И, выщелкнув окурки, назад возвращаются в комнату; Подвигин за машинку швейную садится — он теперь кутюрье, Аагерфельд, не иначе, костюм снежинки к миллиметру миллиметр под Касины размеры подгоняет; Сухожилов — к ноутбуку.
— А что снежинка-то? Не рано? — Сухожилов говорит, еще не забурившись в виртуальные пространства. — До Нового года — полгода.
— Какой Новый год? Балеты у них, в Уланову ее с пеленок. Сказали, сдать костюмы к середине октября.
— А ты намонстрячился… батя? — не выдержав, фыркнул, как конь, Сухожилов. — Нет, я себя представить не могу в подобной роли.
— Не надо представлять. Придет время — станешь.
— Вообще-то это правильно. Сейчас, я слышал, установлено, отец за это самое… за сексуальность отвечает. Ну, как его дочь будет в будущем себя ощущать в этом плане.
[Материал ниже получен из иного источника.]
mod images;
mod inspect;
mod output;
mod posts;
mod runs;

use std::path::PathBuf;

use clap::{CommandFactory, Parser, Subcommand};
use tracing_subscriber::EnvFilter;

use crate::runs::{parse_named_source, NamedSource};

#[derive(Debug, Parser)]
#[command(name = "sift")]
#[command(about = "Filter, classify and deduplicate captured media feeds")]
struct Cli {
    /// Findings directory; defaults to `SIFT_OUTPUT_DIR`.
    #[arg(long, global = true, value_name = "DIR")]
    out: Option<PathBuf>,

    #[command(subcommand)]
    command: Option<Commands>,
}

#[derive(Debug, Subcommand)]
enum Commands {
    /// Replay image discovery feeds, one JSON array of candidates per line.
    Images {
        /// Category and feed file, e.g. `"desk setup=feeds/desk.jsonl"`. Repeatable.
        #[arg(long = "feed", value_name = "CATEGORY=PATH", required = true, value_parser = parse_named_source)]
        feeds: Vec<NamedSource>,
        /// Stop each category after this many accepted images.
        #[arg(long)]
        target: Option<usize>,
    },
    /// Extract slideshow posts and hooks from captured profile pages or payloads.
    Posts {
        /// Profile name and capture file (HTML, JSON or JSON lines). Repeatable.
        #[arg(long = "profile", value_name = "NAME=PATH", required = true, value_parser = parse_named_source)]
        profiles: Vec<NamedSource>,
        #[arg(long)]
        target: Option<usize>,
        /// Keep single-image and video posts as well.
        #[arg(long)]
        include_single: bool,
    },
    /// Print the hook, classification, analysis and components of a caption.
    Hook {
        text: String,
        #[arg(long)]
        max_length: Option<usize>,
    },
    /// Classify a pixel size against the aspect-ratio catalog.
    Classify { width: u32, height: u32 },
    /// Canonicalize a media URL or report why it was rejected.
    Normalize { url: String },
}

#[tokio::main]
async fn main() -> anyhow::Result<()> {
    let cli = Cli::parse();

    let mut config = sift_core::load_sift_config()?;
    let env_filter = EnvFilter::try_from_default_env()
        .or_else(|_| EnvFilter::try_new(config.app.log_level.clone()))?;
    tracing_subscriber::fmt().with_env_filter(env_filter).init();
    tracing::debug!(
        env = %config.app.env,
        config_path = %config.app.config_path.display(),
        "configuration loaded"
    );

    if let Some(out) = cli.out {
        config.app.output_dir = out;
    }

    match cli.command {
        Some(Commands::Images { feeds, target }) => {
            if let Some(n) = target {
                config.pipeline.target_count = n;
            }
            sift_core::validate_pipeline(&config.pipeline)?;
            images::run_images(&config, feeds).await?;
        }
        Some(Commands::Posts {
            profiles,
            target,
            include_single,
        }) => {
            if let Some(n) = target {
                config.pipeline.target_count = n;
            }
            if include_single {
                config.pipeline.slideshows_only = false;
            }
            sift_core::validate_pipeline(&config.pipeline)?;
            posts::run_posts(&config, profiles).await?;
        }
        Some(Commands::Hook { text, max_length }) => {
            let max_length = max_length.unwrap_or(config.pipeline.hook_max_length);
            inspect::print_hook(&text, max_length)?;
        }
        Some(Commands::Classify { width, height }) => {
            inspect::print_classification(&config.pipeline, width, height)?;
        }
        Some(Commands::Normalize { url }) => {
            inspect::print_normalized(&config.pipeline, &url)?;
        }
        None => Cli::command().print_help()?,
    }

    Ok(())
}

#[cfg(test)]
mod tests;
— Ну вот, я сознаю ответственность.
— Давай, давай, — и все, умолкает, вперяясь в экран, альбом за альбомом листает, все фотографии, которые нашлись в открытом доступе, и те, которые он выцарапал у отупевшего Нагибина; таких немало, и подавляющее большинство из них — иного типа, чем у среднестатистического завсегдатая социальных сетей: не Зоя здесь спешила, в тенетах, оповестить весь мир о факте своего существования посредством стереотипных цифровых посланий: я здесь, смотрите, вот какая, вот за рулем своей премиленькой машинки, вот здесь меня едва не обслюнявил дромадер, вот скатываюсь вниз по желобу в ультрамариновую бездну в аквапарке… напротив, это мир к ней вожделел — не оголтело, поголовно, как к звездному общему месту, как к белоснежной вспышке керамических зубов в безличной глянцевой мути, атак, как тянутся к самодостаточной фигуре артиста в прежнем, единственно возможно и неунизительном для человека понимании этого вот слова, так, как нуждаютм в мужчине или женщине, которые способны сочинить, сыграть, поставить, станцевать, построить бесподобное. Короче, к Зое вожделел не социум, не коллективный разум, не целое и неделимое, не этот мыслящий раствор «великого неживого» — отдельные люди, которые имели отношение к тому мирку, что назывался «современным артистическим сообществом». Ну, сколько их, рассеянных по миру? Ну, в лучшем случае, семь-восемь тысяч высоколобых пересмешников, язвительных снобов, способных отличить «абстракцию» от «инсталляции» и «arte nova» от «arte povera», — для них имя Зои значило нечто настолько же определенное, как смуглый сосок коровьего вымени для каждой доярки и прозвище Мао для каждого хунвейбина.